L. Miravet Sorribes, G. Vidal Villalón, M. Ortega Roig, J. Ballester Fayos

Servicio de Medicina Interna. Hospital Comarcal de Vinaròs. Castellón

 

1. Camus P, Piard F, Asheroft T, Gal AA, Colby TV. The lung in inflammatory bowel disease. Medicine 1993; 72: 151-83. 

2. Geenstein A, Gennuso R, Sachar D, Heimann T, Smith H, Janowitz H, et al. Extraintestinal cancers in inflammatory bowel disease Cancer 1985; 56: 2914-21. 

3. Mellemkjaer L, Olsen JH, Frisch M. Cancer in patients with ulcerative colitis. Int J Cancer 1995; 60: 330-3. 

4. Karlén P, Löfberg R, Broström O, Leijonmarck CE, Hellers G, Persson PG. Increased risk of cancer in ulcerative colitis: a population-based cohort study.
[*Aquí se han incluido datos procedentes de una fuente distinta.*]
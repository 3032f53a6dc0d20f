//! Configuration loading for the fam model.
//!
//! Configuration is loaded from multiple sources in priority order:
//! 1. Environment variables (`FAMEMU_FAM_ATOMIC_LATENCY`, etc.)
//! 2. The file named by `FAMEMU_CONFIG`
//! 3. Project-local config file (`./fam-emu.toml`)
//! 4. Built-in defaults
//!
//! # Config File Format
//!
//! ```toml
//! [fam]
//! enable = true
//! atomic_parallelism = 4
//! atomic_latency = 1000      # ns
//! persist = true
//! persist_latency = 500      # ns
//! invalidate = false
//! invalidate_latency = 0     # ns
//! read_latency = 800         # ns
//! # cpu_speed_mhz = 2400     # detected when absent
//! ```

use crate::error::{FamError, Result};
use serde::{Deserialize, Serialize};
use std::path::{Path, PathBuf};

/// Prefix of every environment override.
pub const ENV_PREFIX: &str = "FAMEMU";

/// Environment variable naming an explicit config file.
pub const CONFIG_PATH_ENV: &str = "FAMEMU_CONFIG";

/// Config file picked up from the working directory.
pub const LOCAL_CONFIG_FILE: &str = "fam-emu.toml";

/// Every recognized key, in dotted form.
pub const KEYS: &[&str] = &[
    "fam.enable",
    "fam.parallelism",
    "fam.atomic_parallelism",
    "fam.atomic_latency",
    "fam.invalidate",
    "fam.invalidate_latency",
    "fam.persist",
    "fam.persist_latency",
    "fam.read_latency",
    "fam.cpu_speed_mhz",
];

/// Raw configuration as read from files and the environment.
///
/// Every field is optional so sources can be layered; resolution to
/// concrete values happens in [`crate::model::FamModel::from_config`].
#[derive(Debug, Clone, Default, PartialEq, Eq, Serialize, Deserialize)]
#[serde(default)]
pub struct FamConfig {
    pub fam: FamSection,
}

/// The `[fam]` table.
#[derive(Debug, Clone, Default, PartialEq, Eq, Serialize, Deserialize)]
#[serde(default)]
pub struct FamSection {
    /// Master enable for latency emulation.
    pub enable: Option<bool>,
    /// Outstanding requests per thread.
    pub parallelism: Option<i64>,
    /// Alias of `parallelism`; wins when both are set.
    pub atomic_parallelism: Option<i64>,
    /// Round trip of one atomic, in ns.
    pub atomic_latency: Option<i64>,
    pub invalidate: Option<bool>,
    pub invalidate_latency: Option<i64>,
    pub persist: Option<bool>,
    pub persist_latency: Option<i64>,
    /// Per cache line, in ns. Charged by bulk range access.
    pub read_latency: Option<i64>,
    pub cpu_speed_mhz: Option<u64>,
}

impl FamConfig {
    /// Load configuration from all sources.
    pub fn load() -> Result<Self> {
        let mut config = Self::default();

        let local = Path::new(LOCAL_CONFIG_FILE);
        if local.is_file() {
            config.merge(Self::from_file(local)?);
        }

        if let Some(path) = std::env::var_os(CONFIG_PATH_ENV) {
            config.merge(Self::from_file(Path::new(&path))?);
        }

        config.apply_env_overrides();
        Ok(config)
    }

    pub fn from_file(path: &Path) -> Result<Self> {
        let text = std::fs::read_to_string(path).map_err(|source| FamError::Io {
            path: path.to_path_buf(),
            source,
        })?;
        let config = toml::from_str(&text).map_err(|source| FamError::Parse {
            path: path.to_path_buf(),
            source,
        })?;
        tracing::debug!(path = %path.display(), "loaded fam config file");
        Ok(config)
    }

    pub fn from_toml_str(text: &str) -> Result<Self> {
        toml::from_str(text).map_err(|source| FamError::Parse {
            path: PathBuf::from("<inline>"),
            source,
        })
    }

    /// Overlay `other` on top of `self`: values set in `other` win.
    pub fn merge(&mut self, other: Self) {
        let (dst, src) = (&mut self.fam, other.fam);
        dst.enable = src.enable.or(dst.enable);
        dst.parallelism = src.parallelism.or(dst.parallelism);
        dst.atomic_parallelism = src.atomic_parallelism.or(dst.atomic_parallelism);
        dst.atomic_latency = src.atomic_latency.or(dst.atomic_latency);
        dst.invalidate = src.invalidate.or(dst.invalidate);
        dst.invalidate_latency = src.invalidate_latency.or(dst.invalidate_latency);
        dst.persist = src.persist.or(dst.persist);
        dst.persist_latency = src.persist_latency.or(dst.persist_latency);
        dst.read_latency = src.read_latency.or(dst.read_latency);
        dst.cpu_speed_mhz = src.cpu_speed_mhz.or(dst.cpu_speed_mhz);
    }

    /// Set one dotted key from its textual value.
    pub fn set(&mut self, key: &str, value: &str) -> Result<()> {
        let fam = &mut self.fam;
        match key {
            "fam.enable" => fam.enable = Some(parse_bool(key, value)?),
            "fam.parallelism" => fam.parallelism = Some(parse_int(key, value)?),
            "fam.atomic_parallelism" => fam.atomic_parallelism = Some(parse_int(key, value)?),
            "fam.atomic_latency" => fam.atomic_latency = Some(parse_int(key, value)?),
            "fam.invalidate" => fam.invalidate = Some(parse_bool(key, value)?),
            "fam.invalidate_latency" => fam.invalidate_latency = Some(parse_int(key, value)?),
            "fam.persist" => fam.persist = Some(parse_bool(key, value)?),
            "fam.persist_latency" => fam.persist_latency = Some(parse_int(key, value)?),
            "fam.read_latency" => fam.read_latency = Some(parse_int(key, value)?),
            "fam.cpu_speed_mhz" => {
                fam.cpu_speed_mhz = Some(value.trim().parse().map_err(|_| invalid(key, value))?)
            }
            _ => return Err(FamError::UnknownKey(key.to_string())),
        }
        Ok(())
    }

    /// Apply `FAMEMU_*` environment variables. Values that do not parse
    /// are reported and skipped.
    pub fn apply_env_overrides(&mut self) {
        self.apply_overrides(|name| std::env::var(name).ok());
    }

    fn apply_overrides(&mut self, lookup: impl Fn(&str) -> Option<String>) {
        for key in KEYS {
            let name = env_name(key);
            if let Some(value) = lookup(&name) {
                if let Err(err) = self.set(key, &value) {
                    tracing::warn!(%name, %err, "ignoring environment override");
                }
            }
        }
    }
}

/// `fam.atomic_latency` -> `FAMEMU_FAM_ATOMIC_LATENCY`
pub fn env_name(key: &str) -> String {
    format!("{}_{}", ENV_PREFIX, key.replace('.', "_").to_uppercase())
}

fn invalid(key: &str, value: &str) -> FamError {
    FamError::InvalidValue {
        key: key.to_string(),
        value: value.to_string(),
    }
}

fn parse_bool(key: &str, value: &str) -> Result<bool> {
    match value.trim().to_ascii_lowercase().as_str() {
        "1" | "true" | "yes" | "on" => Ok(true),
        "0" | "false" | "no" | "off" => Ok(false),
        _ => Err(invalid(key, value)),
    }
}

fn parse_int(key: &str, value: &str) -> Result<i64> {
    value.trim().parse().map_err(|_| invalid(key, value))
}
Am J Gastroenterol 1999; 94: 1047-52. 

5. Benoni C, Nilsson A. Smoking habits in patients with inflamatory bowel disease. A case-control study. Scand J Gastroenterol 1987; 22: 1130-6. 

6. O’Byrne KJ, Dalgleish AG, Browning MJ, Steward WP, Harris AL. The relationship between angiogenesis and the immune response in carcinogenesis and the progression of malignant disease. Eur J Cancer 2000; 36: 151-69. 

7. López-Cepero JM, Ferré A, López M, Salado M, Benítez A. Azatioprina y carcinoma de cavum en un paciente afectado de hepatitis autoinmune y enfermedad de Crohn. Gastroenterol Hepatol 2001; 24: 84. 

8. Relling M, Rubnitz JE, Rivera GK, Boyet JM, Hancock ML, Felix CA, et al. High incidence of secondary brain tumours after radioterapy and antimetabolites. Lancet 1999; 354: 34-9. 

9. Cara CJ, López A. Comentarios a la carta: azatioprina y carcinoma de cavum en un paciente afectado de hepatitis autoinmune y enfermedad de Cronhn. Gastroenterol Hepatol 2001; 24: 66-7.